• What to do: Every entry should be copied exactly, with nothing added or dropped.

• Stored data entries:
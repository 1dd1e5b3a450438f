//! Tracing subscriber initialization.
//!
//! # Usage
//!
//! ```no_run
//! use reqform_observe::tracing_setup::{init_tracing, verbosity_filter};
//!
//! init_tracing(verbosity_filter(1, false), false).unwrap();
//! ```

use std::sync::OnceLock;

use opentelemetry::trace::TracerProvider as _;
use opentelemetry_sdk::trace::SdkTracerProvider;
use tracing_subscriber::EnvFilter;
use tracing_subscriber::layer::SubscriberExt;
use tracing_subscriber::util::SubscriberInitExt;

/// Stores the OTel tracer provider so it can be shut down cleanly on exit.
static TRACER_PROVIDER: OnceLock<SdkTracerProvider> = OnceLock::new();

/// Default filter directive for a CLI verbosity level.
///
/// `--quiet` → errors only; default → warnings; `-v` → info plus debug for
/// reqform crates; `-vv` and above → everything.
pub fn verbosity_filter(verbose: u8, quiet: bool) -> &'static str {
    match verbose {
        0 if quiet => "error",
        0 => "warn",
        1 => "info,reqform_core=debug,reqform_infra=debug,reqform_cli=debug",
        _ => "trace",
    }
}

/// Initialize the global tracing subscriber.
///
/// - `RUST_LOG`, when set, takes precedence over `default_filter`.
/// - Logs go to stderr so they never interleave with command output.
/// - When `enable_otel` is true, spans are also exported to stdout through
///   OpenTelemetry.
///
/// # Errors
///
/// Returns an error if a global subscriber has already been set.
pub fn init_tracing(
    default_filter: &str,
    enable_otel: bool,
) -> Result<(), Box<dyn std::error::Error + Send + Sync>> {
    let env_filter =
        EnvFilter::try_from_default_env().unwrap_or_else(|_| EnvFilter::new(default_filter));

    let fmt_layer = tracing_subscriber::fmt::layer()
        .with_target(false)
        .with_writer(std::io::stderr);

    if enable_otel {
        let provider = SdkTracerProvider::builder()
            .with_simple_exporter(opentelemetry_stdout::SpanExporter::default())
            .build();
        let tracer = provider.tracer("reqform");
        let otel_layer = tracing_opentelemetry::layer().with_tracer(tracer);

        let _ = TRACER_PROVIDER.set(provider.clone());
        opentelemetry::global::set_tracer_provider(provider);

        tracing_subscriber::registry()
            .with(env_filter)
            .with(fmt_layer)
            .with(otel_layer)
            .try_init()?;
    } else {
        tracing_subscriber::registry()
            .with(env_filter)
            .with(fmt_layer)
            .try_init()?;
    }

    Ok(())
}

/// Flush pending spans and shut down the tracer provider.
///
/// No-op when OTel was not enabled.
pub fn shutdown_tracing() {
    if let Some(provider) = TRACER_PROVIDER.get() {
        if let Err(e) = provider.shutdown() {
            eprintln!("Warning: OTel tracer provider shutdown error: {e}");
        }
    }
}
impl Choice {
    fn label(&self) -> String {
        match self {
            Choice::Listed(option) => option.to_string(),
            Choice::Saved(value) => format!("{value} (saved answer)"),
            Choice::Blank => SKIP_OPTION.to_string(),
        }
    }

    fn into_value(self) -> FieldValue {
        match self {
            Choice::Listed(option) => FieldValue::Text(option.to_string()),
            Choice::Saved(value) => FieldValue::Text(value),
            Choice::Blank => FieldValue::Text(String::new()),
        }
    }
}

/// Entries for a select or radio field and the index the cursor starts on.
///
/// A stored answer outside the option list stays selectable and preselected,
/// so confirming the prompt keeps it.
fn single_choices(options: &'static [&'static str], current: &str) -> (Vec<Choice>, usize) {
    let mut choices: Vec<Choice> = options.iter().copied().map(Choice::Listed).collect();
    let default = match options.iter().position(|o| *o == current) {
        Some(index) => index,
        None => {
            if !current.trim().is_empty() {
                choices.push(Choice::Saved(current.to_string()));
            }
            options.len()
        }
    };
    choices.push(Choice::Blank);
    (choices, default)
}

fn prompt_field(
    term: &Term,
    field: &FieldDefinition,
    current: Option<&FieldValue>,
) -> Result<FieldValue> {
    let current_text = current.and_then(FieldValue::as_text).unwrap_or_default();

    let value = match field.kind {
        FieldKind::Text => {
            let text: String = Input::new()
                .with_prompt(field.label)
                .with_initial_text(current_text)
                .allow_empty(true)
                .interact_text()?;
            FieldValue::Text(text)
        }
        FieldKind::TextArea => {
            let text: String = Input::new()
                .with_prompt(field.label)
                .with_initial_text(current_text)
                .allow_empty(true)
                .interact_text()?;
            term.write_line(&format!(
                "  {}",
                style(format!("{} characters", text.chars().count())).dim()
            ))?;
            FieldValue::Text(text)
        }
        FieldKind::Select(options) | FieldKind::Radio(options) => {
            let (mut choices, default) = single_choices(options, current_text);
            let labels: Vec<String> = choices.iter().map(Choice::label).collect();

            let selection = Select::new()
                .with_prompt(field.label)
                .items(&labels)
                .default(default)
                .interact()?;
            choices.swap_remove(selection).into_value()
        }
        FieldKind::Checkbox(options) => {
            let selected = current.and_then(FieldValue::as_multi).unwrap_or_default();
            let defaults: Vec<bool> = options
                .iter()
                .map(|o| selected.iter().any(|s| s == o))
                .collect();

            let picks = MultiSelect::new()
                .with_prompt(format!("{} (space to toggle, enter to confirm)", field.label))
                .items(options)
                .defaults(&defaults)
                .interact()?;
            FieldValue::Multi(picks.into_iter().map(|i| options[i].to_string()).collect())
        }
        FieldKind::Range { min, max, default } => {
            let initial = current_text.parse::<u32>().unwrap_or(default);
            let years: u32 = Input::new()
                .with_prompt(format!("{} ({min}-{max})", field.label))
                .default(initial)
                .validate_with(move |v: &u32| -> Result<(), String> {
                    if (min..=max).contains(v) {
                        Ok(())
                    } else {
                        Err(format!("Enter a number from {min} to {max}"))
                    }
                })
                .interact_text()?;
            term.write_line(&format!("  {}", style(schema::years_label(years)).dim()))?;
            FieldValue::Text(years.to_string())
        }
    };

    Ok(value)
}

• Response box:
repository 1dd1e5b3a450438f
//! Tracing subscriber initialization.
//!
//! # Usage
//!
//! ```no_run
//! use reqform_observe::tracing_setup::{init_tracing, verbosity_filter};
//!
//! init_tracing(verbosity_filter(1, false), false).unwrap();
//! ```

use std::sync::OnceLock;

use opentelemetry::trace::TracerProvider as _;
use opentelemetry_sdk::trace::SdkTracerProvider;
use tracing_subscriber::EnvFilter;
use tracing_subscriber::layer::SubscriberExt;
use tracing_subscriber::util::SubscriberInitExt;

/// Stores the OTel tracer provider so it can be shut down cleanly on exit.
static TRACER_PROVIDER: OnceLock<SdkTracerProvider> = OnceLock::new();

/// Default filter directive for a CLI verbosity level.
///
/// `--quiet` → errors only; default → warnings; `-v` → info plus debug for
/// reqform crates; `-vv` and above → everything.
pub fn verbosity_filter(verbose: u8, quiet: bool) -> &'static str {
    match verbose {
        0 if quiet => "error",
        0 => "warn",
        1 => "info,reqform_core=debug,reqform_infra=debug,reqform_cli=debug",
        _ => "trace",
    }
}

/// Initialize the global tracing subscriber.
///
/// - `RUST_LOG`, when set, takes precedence over `default_filter`.
/// - Logs go to stderr so they never interleave with command output.
/// - When `enable_otel` is true, spans are also exported to stdout through
///   OpenTelemetry.
///
/// # Errors
///
/// Returns an error if a global subscriber has already been set.
pub fn init_tracing(
    default_filter: &str,
    enable_otel: bool,
) -> Result<(), Box<dyn std::error::Error + Send + Sync>> {
    let env_filter =
        EnvFilter::try_from_default_env().unwrap_or_else(|_| EnvFilter::new(default_filter));

    let fmt_layer = tracing_subscriber::fmt::layer()
        .with_target(false)
        .with_writer(std::io::stderr);

    if enable_otel {
        let provider = SdkTracerProvider::builder()
            .with_simple_exporter(opentelemetry_stdout::SpanExporter::default())
            .build();
        let tracer = provider.tracer("reqform");
        let otel_layer = tracing_opentelemetry::layer().with_tracer(tracer);

        let _ = TRACER_PROVIDER.set(provider.clone());
        opentelemetry::global::set_tracer_provider(provider);

        tracing_subscriber::registry()
            .with(env_filter)
            .with(fmt_layer)
            .with(otel_layer)
            .try_init()?;
    } else {
        tracing_subscriber::registry()
            .with(env_filter)
            .with(fmt_layer)
            .try_init()?;
    }

    Ok(())
}

/// Flush pending spans and shut down the tracer provider.
///
/// No-op when OTel was not enabled.
pub fn shutdown_tracing() {
    if let Some(provider) = TRACER_PROVIDER.get() {
        if let Err(e) = provider.shutdown() {
            eprintln!("Warning: OTel tracer provider shutdown error: {e}");
        }
    }
}
impl Choice {
    fn label(&self) -> String {
        match self {
            Choice::Listed(option) => option.to_string(),
            Choice::Saved(value) => format!("{value} (saved answer)"),
            Choice::Blank => SKIP_OPTION.to_string(),
        }
    }

    fn into_value(self) -> FieldValue {
        match self {
            Choice::Listed(option) => FieldValue::Text(option.to_string()),
            Choice::Saved(value) => FieldValue::Text(value),
            Choice::Blank => FieldValue::Text(String::new()),
        }
    }
}

/// Entries for a select or radio field and the index the cursor starts on.
///
/// A stored answer outside the option list stays selectable and preselected,
/// so confirming the prompt keeps it.
fn single_choices(options: &'static [&'static str], current: &str) -> (Vec<Choice>, usize) {
    let mut choices: Vec<Choice> = options.iter().copied().map(Choice::Listed).collect();
    let default = match options.iter().position(|o| *o == current) {
        Some(index) => index,
        None => {
            if !current.trim().is_empty() {
                choices.push(Choice::Saved(current.to_string()));
            }
            options.len()
        }
    };
    choices.push(Choice::Blank);
    (choices, default)
}

fn prompt_field(
    term: &Term,
    field: &FieldDefinition,
    current: Option<&FieldValue>,
) -> Result<FieldValue> {
    let current_text = current.and_then(FieldValue::as_text).unwrap_or_default();

    let value = match field.kind {
        FieldKind::Text => {
            let text: String = Input::new()
                .with_prompt(field.label)
                .with_initial_text(current_text)
                .allow_empty(true)
                .interact_text()?;
            FieldValue::Text(text)
        }
        FieldKind::TextArea => {
            let text: String = Input::new()
                .with_prompt(field.label)
                .with_initial_text(current_text)
                .allow_empty(true)
                .interact_text()?;
            term.write_line(&format!(
                "  {}",
                style(format!("{} characters", text.chars().count())).dim()
            ))?;
            FieldValue::Text(text)
        }
        FieldKind::Select(options) | FieldKind::Radio(options) => {
            let (mut choices, default) = single_choices(options, current_text);
            let labels: Vec<String> = choices.iter().map(Choice::label).collect();

            let selection = Select::new()
                .with_prompt(field.label)
                .items(&labels)
                .default(default)
                .interact()?;
            choices.swap_remove(selection).into_value()
        }
        FieldKind::Checkbox(options) => {
            let selected = current.and_then(FieldValue::as_multi).unwrap_or_default();
            let defaults: Vec<bool> = options
                .iter()
                .map(|o| selected.iter().any(|s| s == o))
                .collect();

            let picks = MultiSelect::new()
                .with_prompt(format!("{} (space to toggle, enter to confirm)", field.label))
                .items(options)
                .defaults(&defaults)
                .interact()?;
            FieldValue::Multi(picks.into_iter().map(|i| options[i].to_string()).collect())
        }
        FieldKind::Range { min, max, default } => {
            let initial = current_text.parse::<u32>().unwrap_or(default);
            let years: u32 = Input::new()
                .with_prompt(format!("{} ({min}-{max})", field.label))
                .default(initial)
                .validate_with(move |v: &u32| -> Result<(), String> {
                    if (min..=max).contains(v) {
                        Ok(())
                    } else {
                        Err(format!("Enter a number from {min} to {max}"))
                    }
                })
                .interact_text()?;
            term.write_line(&format!("  {}", style(schema::years_label(years)).dim()))?;
            FieldValue::Text(years.to_string())
        }
    };

    Ok(value)
}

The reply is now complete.